Вот я и брожу по древним улицам, где люди говорят на языке, которого я не знаю, и ищу то, чего никогда не найду. Я мог бы сказать, что это свобода, но это не просто свобода, мог бы назвать это просветлением, но просветления мне слишком мало, мог бы сказать, что это все, потому что для меня это на самом деле все – любовь ебля еда питье сон чувства жизнь жизнь жизнь. Это все-все. Хочу сжечь на хуй эту машину. Хочу жить.
Лос-Анджелес, 2017 год
Все у меня ништяк, и трава зеленая. Из одних окон виден океан, из других – желтое марево над сверкающими стальными башнями. Есть и деревья и птицы и бассейн. Три машины в гараже, двое детей в спальнях, жена, спящая рядом. Ипотека оплачивается каждый месяц вовремя, остальные счета – по мере поступления. Помощница по хозяйству приходит каждый день, как и люди, которые ухаживают за газоном, деревьями, бассейном и собирают собачье дерьмо, которое наш питомец где только не оставляет. У меня есть гараж, домишко, или студия – как хотите, так и называйте, – в глубине участка, вдали от дома, от шума, от людей и от всего мира. В этой каморке я целыми днями просиживаю перед компьютером, слушаю музыку, смотрю ТВ, читаю книги, играю в видеоигры, иногда работаю – якобы занимаюсь делом, тем, что важно, тем, что одни люди хотят прочитать, а другие платят мне, чтобы я это написал. Денег мне дают охренеть сколько. Я делаю то, что они от меня хотят, даю им то, за что они мне платят, и ненавижу себя. А когда, притормозив, успеваю задуматься о том, что я вообще делаю и как до этого дошел и что у меня еще есть, и что я уже профукал, когда думаю каким пропащим кажусь самому себе каждый день и каждую секунду, как просрал все подчистую, и это ежу понятно, так и хочется купить пушку и вышибить себе сраные мозги. Но для этого у меня кишка тонка. Вот я и брожу по своей траве и глазею на деревья и слушаю птиц и гляжу на океан и небоскребы и улыбаюсь детям и сплю рядом с женой и оплачиваю счета и делаю работу. И ненавижу себя. Каждую минуту каждого дня. Ненавижу себя.
Париж, 1992 год
Открой дверь.
Выйди наружу.
Жизнь ждет.
Секс и любовь и книги и искусство. Солнце на восходе или закате. Смех и музыка. Тихое местечко, чтобы посидеть. Почитать или подумать или смотреть, как проходит день. Или нет. Пройтись. В суматохе, в толпе, в шуме. Сигналит машина.
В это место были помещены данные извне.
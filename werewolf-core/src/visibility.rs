//! Who may read which log entry.
//!
//! This is the only place that decides what history a character sees. Every
//! decision context is built from [`visible_history`], never from the raw log.

use crate::character::Character;
use crate::game::Phase;
use crate::log::{GameLog, LogEntry};
use crate::role::Role;

/// Whether `viewer` may read `entry`.
///
/// Public entries are visible to everyone. Private werewolf-phase entries are
/// shared by the whole pack. A seer, witch or guard sees only the private
/// entries it wrote itself during its own phase.
pub fn is_visible(entry: &LogEntry, viewer: &Character) -> bool {
    if entry.is_public {
        return true;
    }
    match viewer.role() {
        Some(Role::Werewolf) => entry.phase == Phase::Werewolf,
        Some(role @ (Role::Seer | Role::Witch | Role::Guard)) => {
            Phase::of_role(role) == Some(entry.phase)
                && entry.source.character_id() == Some(viewer.id)
        }
        Some(Role::Villager | Role::Hunter) | None => false,
    }
}

/// The visible subset of the last `window` log entries, oldest first.
pub fn visible_history<'a>(
    log: &'a GameLog,
    viewer: &'a Character,
    window: usize,
) -> impl Iterator<Item = &'a LogEntry> + 'a {
    log.tail(window)
        .iter()
        .filter(move |entry| is_visible(entry, viewer))
}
Мотоцикл. Болтают люди. Двери открываются и закрываются, на них дребезжат колокольчики. Ссорится пара, ревет младенец. Идти или танцевать или прыгать или бежать, делать все, что хочешь, идти, куда вздумается. И найти что-нибудь бесподобное или ужасное или вообще ничего. Восторг или разочарование. Приключение или скуку. Открой гребаную дверь.
Жизнь ждет.
Выходи.
Мой день всегда начинается одинаково. Я иду в булочную. Где бы я ни проснулся – дома, в переулке, в парке, в чьей-нибудь квартире, на чужом полу, в кровати или ванне, – я иду в булочную. Она на первом этаже дома, где я живу, прямо под нашей с Луи квартирой. Обычная такая французская булочная, как говорят на своем красивом языке французы – буланжери, тут такие в каждом квартале. В буланжери продают хлеб, хотя хлеб во Франции не просто хлеб. Это жизнь, это дух, кровь, самобытность, искусство. Все мои знакомые-французы относятся к хлебу со всей серьезностью, как американцы к оружию или христиане к молитвам. Спорят, у кого лучше багеты, булочки, pain au chocolat, в какое время суток лучше всего покупать хлеб, каким его есть – теплым или остывшим, каким маслом мазать и в каком количестве, можно ли выжить на одном только хлебе. Если рядом француз и говорить вам решительно не о чем, только подними тему хлеба – и тебе расскажут, как он хорош в Париже и как ужасен везде за его пределами. Неизвестно почему, но так оно и есть: в Париже хлеб лучше. Вкуснее, ароматнее, приятнее на ощупь и на вид. Когда отламываешь кусок, он и хрустит звонче. Я ем багет каждый день, и это, как правило, все, что я съедаю за день. Пять франков, то есть почти доллар, и больше о еде можно не думать. А деньги тратить на то, что гораздо важнее, – на книги или ручки или сигареты или кофе или вино, иногда – на цветы для старушек или красивых девчонок, случайно встреченных на улице. Старушки всегда улыбаются, девчонки иногда тоже. Или просто отворачиваются и уходят. Идиотизм в чистом виде. Дарить цветы незнакомым людям. В любом случае эти деньги потрачены не зря.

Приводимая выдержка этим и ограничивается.